# Any short rider(5'6" tall) riding 22.5" TT dirt jump frame?



## giangnguy3n (Nov 14, 2012)

:skep:This will be my first DJ and I want to get the right one. I am looking at the 2013 Eastern Nighttrain 21.65" TT and 15" CS. and
2013 Specialized P.3 22.52" TT and 15.47" CS. I am 5'6" tall and eyed both model above, the Nighttrain geo seem to fit me more. My 1st pick would be the P.3 because it 3.6 pounds lighter. I am worrying that the P.3 long TT will affect my short body. So my question is do any short rider out there riding a long frame?

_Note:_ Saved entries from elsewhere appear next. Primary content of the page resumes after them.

//! CLI command definitions, routing, and tracing setup.

use clap::{Parser, Subcommand, ValueEnum};
use color_eyre::eyre::{Result, eyre};
use indicatif::{ProgressBar, ProgressStyle};
use llmsforge_core::{DetailLevel, PipelineHandle, RestartStage, plan_restart, summarize, task_detail};
use llmsforge_shared::adapters::ProgressSink;
use llmsforge_shared::{Request, StartInput, StopAfterStage, TaskId, now_ms};
use tracing::info;

// ---------------------------------------------------------------------------
// CLI structure
// ---------------------------------------------------------------------------

/// llmsforge — turn documentation into searchable, AI-ready vector content.
#[derive(Parser)]
#[command(
    name = "llmsforge",
    version,
    about = "Discover, fetch, synthesize, and embed documentation into a vector store.",
    long_about = None,
)]
pub(crate) struct Cli {
    /// Log format: text (default) or json.
    #[arg(long, default_value = "text", global = true)]
    pub log_format: LogFormat,

    /// Verbosity level (-v, -vv, -vvv).
    #[arg(short, long, action = clap::ArgAction::Count, global = true)]
    pub verbose: u8,

    #[command(subcommand)]
    pub command: Command,
}

/// Log output format.
#[derive(Clone, Debug, clap::ValueEnum)]
pub(crate) enum LogFormat {
    Text,
    Json,
}

/// Which kind of seed a `submit` input is (§4.3 `StartInput`).
#[derive(Clone, Debug, ValueEnum)]
pub(crate) enum InputKind {
    /// A topic string or a URL, runs discovery first.
    TopicOrUrl,
    /// Path to a previously-written discovery sources file.
    DiscoveryFile,
    /// Path to a previously-written fetch output directory.
    FetchDir,
    /// Path to a previously-synthesized content file.
    SynthesizedFile,
}

/// Where a task should stop short of embedding (§4.3 `StopAfterStage`).
#[derive(Clone, Debug, ValueEnum)]
pub(crate) enum StopAfter {
    Discovery,
    Fetch,
    Synthesize,
}

impl From<StopAfter> for StopAfterStage {
    fn from(value: StopAfter) -> Self {
        match value {
            StopAfter::Discovery => StopAfterStage::Discovery,
            StopAfter::Fetch => StopAfterStage::Fetch,
            StopAfter::Synthesize => StopAfterStage::Synthesize,
        }
    }
}

/// Which stage a restart plan should resume at (§4.10).
#[derive(Clone, Debug, ValueEnum)]
pub(crate) enum RestartAt {
    Discovery,
    Fetch,
    Synthesize,
    Embed,
}

impl From<RestartAt> for RestartStage {
    fn from(value: RestartAt) -> Self {
        match value {
            RestartAt::Discovery => RestartStage::Discovery,
            RestartAt::Fetch => RestartStage::Fetch,
            RestartAt::Synthesize => RestartStage::Synthesize,
            RestartAt::Embed => RestartStage::Embed,
        }
    }
}

/// Top-level CLI subcommands.
#[derive(Subcommand)]
pub(crate) enum Command {
    /// Submit a new ingestion task and run it to completion (or to
    /// `--stop-after`).
    Submit {
        /// The seed value: a topic/URL, or a path, per `--input-kind`.
        input: String,

        /// Category label stored on the task's artifacts.
        #[arg(short, long)]
        category: String,

        /// What kind of value `input` is.
        #[arg(long, value_enum, default_value = "topic-or-url")]
        input_kind: InputKind,

        /// Crawl depth for discovery (default 2).
        #[arg(long)]
        crawl_depth: Option<u32>,

        /// Maximum sources to discover/fetch (default 50).
        #[arg(long)]
        max_urls: Option<usize>,

        /// Maximum LLM calls during synthesis (default 10).
        #[arg(long)]
        max_llm_calls: Option<usize>,

        /// Stop after this stage instead of running to embed.
        #[arg(long, value_enum)]
        stop_after: Option<StopAfter>,
    },

    /// Inspect and control submitted tasks.
    Tasks {
        #[command(subcommand)]
        action: TasksAction,
    },

    /// Print an overall progress summary (§4.11).
    Progress,

    /// Build the request that would restart a failed task at a given stage
    /// (§4.10), without submitting it.
    RestartPlan {
        /// The failed task's id.
        task_id: String,

        /// Stage to resume at.
        #[arg(long, value_enum)]
        stage: RestartAt,

        /// Submit the resulting request immediately instead of just printing it.
        #[arg(long)]
        submit: bool,
    },
}

/// `tasks` subcommands.
#[derive(Subcommand)]
pub(crate) enum TasksAction {
    /// List every task's id and status.
    List,
    /// Show a single task's status fields.
    Get { task_id: String },
    /// Show a single task's `details`, simplified or raw.
    Details {
        task_id: String,
        /// Print the raw structured JSON instead of a one-line summary.
        #[arg(long)]
        raw: bool,
    },
    /// Request cooperative cancellation of one task.
    Cancel { task_id: String },
    /// Request cooperative cancellation of every non-terminal task.
    CancelAll,
    /// Drop terminal tasks older than `--max-age-ms` (default 24h).
    Cleanup {
        #[arg(long, default_value_t = 86_400_000)]
        max_age_ms: i64,
    },
}

// ---------------------------------------------------------------------------
// Tracing setup
// ---------------------------------------------------------------------------

/// Initialize tracing based on CLI flags.
pub(crate) fn init_tracing(cli: &Cli) {
    use tracing_subscriber::{EnvFilter, fmt};

    let filter = match cli.verbose {
        0 => "llmsforge=info",
        1 => "llmsforge=debug",
        _ => "llmsforge=trace",
    };

    let env_filter = EnvFilter::try_from_default_env().unwrap_or_else(|_| EnvFilter::new(filter));

    match cli.log_format {
        LogFormat::Text => {
            fmt().with_env_filter(env_filter).with_target(false).init();
        }
        LogFormat::Json => {
            fmt().json().with_env_filter(env_filter).init();
        }
    }
}

// ---------------------------------------------------------------------------
// CLI progress reporter
// ---------------------------------------------------------------------------

/// CLI progress reporter using an indicatif spinner, implementing the
/// pipeline's [`ProgressSink`] trait.
pub(crate) struct CliProgress {
    spinner: ProgressBar,
}

impl CliProgress {
    pub(crate) fn new() -> Self {
        let spinner = ProgressBar::new_spinner();
        spinner.set_style(
            ProgressStyle::with_template("{spinner:.cyan} {msg}")
                .unwrap()
                .tick_strings(&["⠋", "⠙", "⠹", "⠸", "⠼", "⠴", "⠦", "⠧", "⠇", "⠏"]),
        );
        spinner.enable_steady_tick(std::time::Duration::from_millis(80));
        Self { spinner }
    }
}

#[async_trait::async_trait]
impl ProgressSink for CliProgress {
    async fn report(&self, task_id: &str, message: &str) {
        self.spinner.set_message(format!("[{task_id}] {message}"));
    }
}

// ---------------------------------------------------------------------------
// Command dispatch
// ---------------------------------------------------------------------------

/// Run the CLI command against an already-wired [`PipelineHandle`].
pub(crate) async fn run(cli: Cli, handle: &PipelineHandle) -> Result<()> {
    match cli.command {
        Command::Submit {
            input,
            category,
            input_kind,
            crawl_depth,
            max_urls,
            max_llm_calls,
            stop_after,
        } => {
            cmd_submit(
                handle,
                input,
                category,
                input_kind,
                crawl_depth,
                max_urls,
                max_llm_calls,
                stop_after,
            )
            .await
        }
        Command::Tasks { action } => match action {
            TasksAction::List => cmd_tasks_list(handle).await,
            TasksAction::Get { task_id } => cmd_tasks_get(handle, &task_id).await,
            TasksAction::Details { task_id, raw } => cmd_tasks_details(handle, &task_id, raw).await,
            TasksAction::Cancel { task_id } => cmd_tasks_cancel(handle, &task_id).await,
            TasksAction::CancelAll => cmd_tasks_cancel_all(handle).await,
            TasksAction::Cleanup { max_age_ms } => cmd_tasks_cleanup(handle, max_age_ms).await,
        },
        Command::Progress => cmd_progress(handle).await,
        Command::RestartPlan { task_id, stage, submit } => {
            cmd_restart_plan(handle, &task_id, stage, submit).await
        }
    }
}

fn start_input(input: String, kind: InputKind) -> StartInput {
    match kind {
        InputKind::TopicOrUrl => StartInput::TopicOrUrl(input),
        InputKind::DiscoveryFile => StartInput::DiscoveryOutputFilePath(input),
        InputKind::FetchDir => StartInput::FetchOutputDirPath(input),
        InputKind::SynthesizedFile => StartInput::SynthesizedContentFilePath(input),
    }
}

#[allow(clippy::too_many_arguments)]
async fn cmd_submit(
    handle: &PipelineHandle,
    input: String,
    category: String,
    input_kind: InputKind,
    crawl_depth: Option<u32>,
    max_urls: Option<usize>,
    max_llm_calls: Option<usize>,
    stop_after: Option<StopAfter>,
) -> Result<()> {
    let request = Request {
        category,
        start: start_input(input, input_kind),
        crawl_depth,
        max_urls,
        max_llm_calls,
        stop_after_stage: stop_after.map(Into::into),
    };

    let task_id = handle.submit(request).await.map_err(|e| eyre!(e))?;
    info!(%task_id, "task submitted, running dispatcher");

    handle.drain().await.map_err(|e| eyre!(e))?;

    let record = handle
        .registry()
        .get(&task_id)
        .await
        .ok_or_else(|| eyre!("task {task_id} vanished after drain"))?;

    println!();
    println!("  Task:   {task_id}");
    println!("  Status: {:?}", record.status);
    println!("  Stage:  {}", record.stage);
    if !record.details.is_empty() {
        println!("  Details: {}", record.details);
    }
    println!();

    Ok(())
}

async fn cmd_tasks_list(handle: &PipelineHandle) -> Result<()> {
    for task in handle.registry().list().await {
        println!("{}\t{:?}\t{}", task.task_id, task.status, task.stage);
    }
    Ok(())
}

async fn cmd_tasks_get(handle: &PipelineHandle, task_id: &str) -> Result<()> {
    let view = task_detail(handle.registry(), &TaskId::from(task_id.to_string()), DetailLevel::Simple, now_ms())
        .await
        .map_err(|e| eyre!(e))?;
    println!("task_id:  {}", view.task_id);
    println!("status:   {}", view.status);
    println!("stage:    {}", view.stage);
    if let (Some(current), Some(total)) = (view.progress_current, view.progress_total) {
        println!("progress: {current}/{total}");
    }
    if let Some(eta) = view.eta_timestamp {
        println!("eta_ms:   {eta}");
    }
    Ok(())
}

async fn cmd_tasks_details(handle: &PipelineHandle, task_id: &str, raw: bool) -> Result<()> {
    let level = if raw { DetailLevel::Detailed } else { DetailLevel::Simple };
    let view = task_detail(handle.registry(), &TaskId::from(task_id.to_string()), level, now_ms())
        .await
        .map_err(|e| eyre!(e))?;
    println!("{}", view.details);
    Ok(())
}

async fn cmd_tasks_cancel(handle: &PipelineHandle, task_id: &str) -> Result<()> {
    handle
        .cancel_task(&TaskId::from(task_id.to_string()))
        .await
        .map_err(|e| eyre!(e))?;
    println!("cancellation requested for {task_id}");
    Ok(())
}

async fn cmd_tasks_cancel_all(handle: &PipelineHandle) -> Result<()> {
    let count = handle.cancel_all().await.map_err(|e| eyre!(e))?;
    println!("cancellation requested for {count} task(s)");
    Ok(())
}

async fn cmd_tasks_cleanup(handle: &PipelineHandle, max_age_ms: i64) -> Result<()> {
    let removed = handle.cleanup_terminal(max_age_ms).await.map_err(|e| eyre!(e))?;
    println!("removed {removed} terminal task(s) older than {max_age_ms}ms");
    Ok(())
}

async fn cmd_progress(handle: &PipelineHandle) -> Result<()> {
    let summary = summarize(handle.registry(), now_ms()).await;
    println!("By status:");
    let mut statuses: Vec<_> = summary.by_status.iter().collect();
    statuses.sort_by_key(|(label, _)| label.to_string());
    for (label, count) in statuses {
        println!("  {label}: {count}");
    }
    if !summary.running.is_empty() {
        println!("Running:");
        for task in &summary.running {
            println!(
                "  {} [{}] {} ({}ms elapsed)",
                task.task_id, task.stage, task.details, task.elapsed_ms
            );
        }
    }
    Ok(())
}

async fn cmd_restart_plan(
    handle: &PipelineHandle,
    task_id: &str,
    stage: RestartAt,
    submit: bool,
) -> Result<()> {
    let request = plan_restart(handle.registry(), &TaskId::from(task_id.to_string()), stage.into())
        .await
        .map_err(|e| eyre!(e))?;

    if submit {
        let new_task_id = handle.submit(request).await.map_err(|e| eyre!(e))?;
        println!("restarted as {new_task_id}, running dispatcher");
        handle.drain().await.map_err(|e| eyre!(e))?;
    } else {
        println!("{}", serde_json::to_string_pretty(&request)?);
    }
    Ok(())
}
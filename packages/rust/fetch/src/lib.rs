//! Fetch Engine: turn a Discovery source list into plain-text files (§4.5).

mod extract;

pub use extract::{FETCH_NAVIGATION_TIMEOUT, extract_text};

use std::path::{Path, PathBuf};
use std::sync::Arc;

use llmsforge_governor::{CancellationCheck, Limiter};
use llmsforge_shared::adapters::BrowserPageProvider;
use llmsforge_shared::{PipelineError, ProgressSink, Result};
use sha2::{Digest, Sha256};
use tracing::{instrument, warn};

const PROGRESS_EVERY: usize = 5;

/// Outcome of one Fetch stage run.
pub struct FetchOutcome {
    pub fetch_output_dir: PathBuf,
    pub source_count: usize,
}

/// Deterministically turn a source identifier into a filename-safe form.
/// A short content hash suffix guards against two different sources
/// sanitizing to the same stem (§4.5 "filename sanitization").
pub fn sanitize_filename(source: &str) -> String {
    let mut hasher = Sha256::new();
    hasher.update(source.as_bytes());
    let hash = format!("{:x}", hasher.finalize());
    let short_hash = &hash[..8];

    let mut stem: String = source
        .chars()
        .map(|c| if c.is_ascii_alphanumeric() || c == '-' || c == '_' { c } else { '-' })
        .collect();
    while stem.contains("--") {
        stem = stem.replace("--", "-");
    }
    let stem = stem.trim_matches('-');
    let stem = if stem.is_empty() { "source" } else { stem };
    let mut stem = stem.to_string();
    stem.truncate(80);
    format!("{stem}-{short_hash}.md")
}

/// Run the Fetch Engine over `sources` (already truncated to `max_urls` by
/// the caller), writing one text file per successfully extracted source
/// under `<data_root>/fetch_output/<task_id>/` (§4.5).
#[instrument(skip_all, fields(task_id, source_count = sources.len()))]
pub async fn fetch_sources(
    data_root: &Path,
    task_id: &str,
    sources: &[String],
    browser: Arc<dyn BrowserPageProvider>,
    page_limiter: &Limiter,
    progress: &dyn ProgressSink,
    cancellation: &dyn CancellationCheck,
) -> Result<FetchOutcome> {
    let output_dir = data_root.join("fetch_output").join(task_id);
    tokio::fs::create_dir_all(&output_dir)
        .await
        .map_err(|e| PipelineError::io(&output_dir, e))?;

    let mut successes = 0usize;
    let total = sources.len();

    for (index, source) in sources.iter().enumerate() {
        if cancellation.is_cancelled() {
            return Err(PipelineError::cancelled(task_id.to_string()));
        }

        let permit = page_limiter.acquire().await;
        let result = extract_text(source, browser.as_ref()).await;
        drop(permit);

        match result {
            Ok(text) => {
                let filename = sanitize_filename(source);
                let path = output_dir.join(&filename);
                tokio::fs::write(&path, &text)
                    .await
                    .map_err(|e| PipelineError::io(&path, e))?;
                successes += 1;
            }
            Err(err) => {
                warn!(source, %err, "fetch: source extraction failed, skipping");
            }
        }

        if (index + 1) % PROGRESS_EVERY == 0 || index + 1 == total {
            progress
                .report(
                    task_id,
                    &format!("Fetch Stage: Processing {}/{}: {}", index + 1, total, source),
                )
                .await;
        }
    }

    if total > 0 && successes == 0 {
        return Err(PipelineError::external_fatal(
            "fetch stage: every source failed extraction",
        ));
    }

    Ok(FetchOutcome {
        fetch_output_dir: output_dir,
        source_count: successes,
    })
}

#[cfg(test)]
mod tests {
    use super::*;
    use async_trait::async_trait;
    use llmsforge_shared::SilentProgress;
    use llmsforge_shared::adapters::PageContent;
    use std::time::Duration;

    struct NoBrowser;
    #[async_trait]
    impl BrowserPageProvider for NoBrowser {
        async fn load(&self, _url: &str, _timeout: Duration) -> Result<PageContent> {
            unreachable!("no web sources in these tests")
        }
    }

    struct NeverCancelled;
    impl CancellationCheck for NeverCancelled {
        fn is_cancelled(&self) -> bool {
            false
        }
    }

    #[test]
    fn sanitize_filename_is_deterministic_and_safe() {
        let a = sanitize_filename("https://example.com/guide/intro?x=1");
        let b = sanitize_filename("https://example.com/guide/intro?x=1");
        assert_eq!(a, b);
        assert!(a.ends_with(".md"));
        assert!(a.chars().all(|c| c.is_ascii_alphanumeric() || c == '-' || c == '_' || c == '.'));
    }

    #[test]
    fn sanitize_filename_differs_for_different_sources() {
        let a = sanitize_filename("https://example.com/a");
        let b = sanitize_filename("https://example.com/b");
        assert_ne!(a, b);
    }

    #[tokio::test]
    async fn fetch_sources_writes_one_file_per_success() {
        let dir = tempfile::tempdir().unwrap();
        let src_dir = dir.path().join("src");
        tokio::fs::create_dir_all(&src_dir).await.unwrap();
        let file_a = src_dir.join("a.txt");
        let file_b = src_dir.join("b.txt");
        tokio::fs::write(&file_a, "hello a").await.unwrap();
        tokio::fs::write(&file_b, "hello b").await.unwrap();

        let sources = vec![
            file_a.to_string_lossy().into_owned(),
            file_b.to_string_lossy().into_owned(),
        ];

        let limiter = Limiter::new(2);
        let outcome = fetch_sources(
            dir.path(),
            "t-1",
            &sources,
            Arc::new(NoBrowser),
            &limiter,
            &SilentProgress,
            &NeverCancelled,
        )
        .await
        .unwrap();

        assert_eq!(outcome.source_count, 2);
        let entries: Vec<_> = std::fs::read_dir(&outcome.fetch_output_dir)
            .unwrap()
            .collect();
        assert_eq!(entries.len(), 2);
    }

    #[tokio::test]
    async fn fetch_sources_fails_when_all_sources_fail() {
        let dir = tempfile::tempdir().unwrap();
        let missing = dir.path().join("missing.txt");
        let sources = vec![missing.to_string_lossy().into_owned()];

        let limiter = Limiter::new(1);
        let err = fetch_sources(
            dir.path(),
            "t-1",
            &sources,
            Arc::new(NoBrowser),
            &limiter,
            &SilentProgress,
            &NeverCancelled,
        )
        .await
        .unwrap_err();
        assert!(matches!(err, PipelineError::ExternalFatal(_)));
    }

    #[tokio::test]
    async fn fetch_sources_observes_cancellation() {
        let dir = tempfile::tempdir().unwrap();
        let sources = vec!["x".to_string()];
        let limiter = Limiter::new(1);

        struct AlwaysCancelled;
        impl CancellationCheck for AlwaysCancelled {
            fn is_cancelled(&self) -> bool {
                true
            }
        }

        let err = fetch_sources(
            dir.path(),
            "t-1",
            &sources,
            Arc::new(NoBrowser),
            &limiter,
            &SilentProgress,
            &AlwaysCancelled,
        )
        .await
        .unwrap_err();
        assert!(err.is_cancellation());
    }
}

Any suggestions and opinions?
Thank You


----------



## cmc4130 (Jan 30, 2008)

giangnguy3n said:


> :skep:This will be my first DJ and I want to get the right one. I am looking at the 2013 Eastern Nighttrain 21.65" TT and 15" CS. and
> 2013 Specialized P.3 22.52" TT and 15.47" CS. I am 5'6" tall and eyed both model above, the Nighttrain geo seem to fit me more. My 1st pick would be the P.3 because it 3.6 pounds lighter. I am worrying that the P.3 long TT will affect my short body. So my question is do any short rider out there riding a long frame? Any suggestions and opinions?
> Thank You


The Eastern will feel snappier for you. A couple of my friends who are shorter have had the 22.5"tt Blackmarket Mob and both of them ended up wanting a slightly shorter bike. 
I think handling is more important than overall weight. You could probably drop weight on the Eastern with different tires or fork anyway...


----------



## echo24 (Apr 27, 2012)

you can always shed weight off a bike. you wont get the right one off the bat close but not exact. ive been through 3 different frames and theres always something that can be improved. 

i would say go either the eastern or find a 24" like a dmr or ns.


----------



## giangnguy3n (Nov 14, 2012)

Thank you for helping answer my question. I guess I will go with the eastern.


----------